O’Brien said the general sentiment among the team is excitement as players enjoy the early chance to build on a 2012 season that saw many ups but also quite a few downs.
“It was a really good start to a new era. We owe a lot to the  seniors, and we won eight of the last 10,” O’Brien said.
“But at the end of the day, we were 8-4. We started the season 0-2. We have a lot to improve on. We have a lot of work to do. We have a lot of positions that need to get better. We need to find some depth.”
The linebacker corps took a huge hit this offseason, graduating two NFL-caliber players in Mauti and Hodges.
Carson will return to his middle linebacker position where he finished last season with 85 tackles and Mike Hull, who totaled 58 tackles as a redshirt sophomore in 2012, will join him with a decent amount of experience under his belt.
O’Brien said he expects rising redshirt freshman Nyeem Wartman, who suffered an injury early last season, to also see significant playing time. But, other than these three, he said few other viable options have surfaced.
“All three of those guys have had excellent offseasons. Glenn Carson and Mike Hull have really worked hard,” O’Brien said.
“Nyeem, I think he worked very hard this offseason and we’re looking forward to seeing what he can do. But, there’s certainly not a lot of depth there, so it’s going to be imperative for myself to monitor that and make sure we’re not giving those guys too many reps.”
O’Brien said despite the team’s lack of depth at a few positions, he said he doesn’t feel the effects of the NCAA sanctions — which decreased the traditional number of incoming freshmen — are playing a factor in this area yet.

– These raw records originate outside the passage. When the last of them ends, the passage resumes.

//! Text renderings of the dashboard sections.

use crate::core::services::{Aggregate, CategoryShare, MonthlyTotal, SavingsForecast, TypeTotals};
use crate::domain::{Displayable, Transaction, TransactionType};

use super::formatting::{bar, format_currency, format_percent, Formatter};
use super::table_renderer::{Table, TableColumn};

pub const EMPTY_LEDGER_MESSAGE: &str = "Please add transactions to get started!";
pub const NO_EXPENSES_MESSAGE: &str = "No expenses to show.";

pub fn metrics(totals: &TypeTotals, symbol: &str) -> String {
    Formatter::new().two_column(&[
        ("Total Income", format_currency(totals.income, symbol)),
        ("Total Expenses", format_currency(totals.expense, symbol)),
        ("Net Savings", format_currency(totals.net_savings(), symbol)),
    ])
}

pub fn categories(breakdown: &Aggregate<Vec<CategoryShare>>, symbol: &str) -> String {
    let Some(shares) = breakdown.ready() else {
        return NO_EXPENSES_MESSAGE.to_string();
    };
    let largest = shares.iter().map(|s| s.amount).fold(0.0, f64::max);
    let mut table = Table::new(vec![
        TableColumn::left("Category"),
        TableColumn::right("Amount"),
        TableColumn::right("Share"),
        TableColumn::left(""),
    ]);
    for share in shares {
        table.push_row(vec![
            share.category.to_string(),
            format_currency(share.amount, symbol),
            format_percent(share.share),
            bar(share.amount, largest),
        ]);
    }
    table.render()
}

pub fn monthly(months: &[MonthlyTotal], symbol: &str) -> String {
    let largest = months
        .iter()
        .map(|m| m.totals.income.max(m.totals.expense))
        .fold(0.0, f64::max);
    let mut table = Table::new(vec![
        TableColumn::left("Month"),
        TableColumn::left("Type"),
        TableColumn::right("Amount"),
        TableColumn::left(""),
    ]);
    for entry in months {
        for kind in TransactionType::ALL {
            let amount = entry.totals.get(kind);
            let month = if kind == TransactionType::Income {
                entry.month.to_string()
            } else {
                String::new()
            };
            table.push_row(vec![
                month,
                kind.to_string(),
                format_currency(amount, symbol),
                bar(amount, largest),
            ]);
        }
    }
    table.render()
}

pub fn forecast(forecast: &Aggregate<SavingsForecast>, symbol: &str) -> String {
    match forecast {
        Aggregate::Ready(forecast) => {
            let mut table = Table::new(vec![
                TableColumn::left("Month"),
                TableColumn::right("Income"),
                TableColumn::right("Expense"),
                TableColumn::right("Savings"),
                TableColumn::right("vs Average"),
            ]);
            for entry in &forecast.months {
                table.push_row(vec![
                    entry.month.display_label(),
                    format_currency(entry.totals.income, symbol),
                    format_currency(entry.totals.expense, symbol),
                    format_currency(entry.savings, symbol),
                    format_currency(entry.savings - forecast.predicted, symbol),
                ]);
            }
            format!(
                "{}\n\nBased on your data, your predicted monthly savings is: {}",
                table.render(),
                format_currency(forecast.predicted, symbol)
            )
        }
        Aggregate::InsufficientData { missing } => format!(
            "No {} transactions recorded yet. Add both income and expense transactions to see a savings prediction.",
            missing.as_str().to_lowercase()
        ),
        Aggregate::NoData => EMPTY_LEDGER_MESSAGE.to_string(),
    }
}

pub fn history(rows: &[&Transaction], symbol: &str) -> String {
    let mut table = Table::new(vec![
        TableColumn::left("Date"),
        TableColumn::left("Category"),
        TableColumn::left("Type"),
        TableColumn::right("Amount"),
    ]);
    for txn in rows {
        table.push_row(vec![
            txn.date.format("%Y-%m-%d").to_string(),
            txn.category.to_string(),
            txn.kind.to_string(),
            format_currency(txn.amount, symbol),
        ]);
    }
    table.render()
}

He added the limited depth is similar to the beginning of last season, but admitted this will soon become a more serious situation in future seasons as the limitations continue to take their toll on recruiting.
“I think we’re still dealing with a little bit of the same situation we dealt with in 2012,” O’Brien said. “I think when it gets really difficult is 2014, 2015, 2016. I think in 2013, even though we have some depth issues, we don’t have to get down to 65 [total scholarship players] until 2016.”
Regardless, O’Brien said all the incoming freshmen will have a shot at competing for playing time in the fall, including quarterback Christian Hackenberg, who some have speculated may redshirt.
O’Brien said the highly-touted commit will “certainly be in the mix” with rising sophomore Steven Bench and junior college transfer Tyler Ferguson once he joins them on campus in a few months.
“You bring these guys in that are on full scholarship, and unless they’re injured, you’re going to put them into the mix and let them compete and you’re going to play the best players,” O’Brien said. “You’re looking to go out there and put your best football team on the field on Aug. 31.”
Linebacker Ben Kline will not participate in spring practice (shoulder). Tight end Kyle Carter (wrist) and safety Stephen Obeng-Agypang (shoulder) will be limited and not play full-contact in the spring. Freshman tight end Adam Breneman, who tore his Anterior cruciate ligament last summer, will fully participate in spring practice, but the coaching staff will monitor him closely.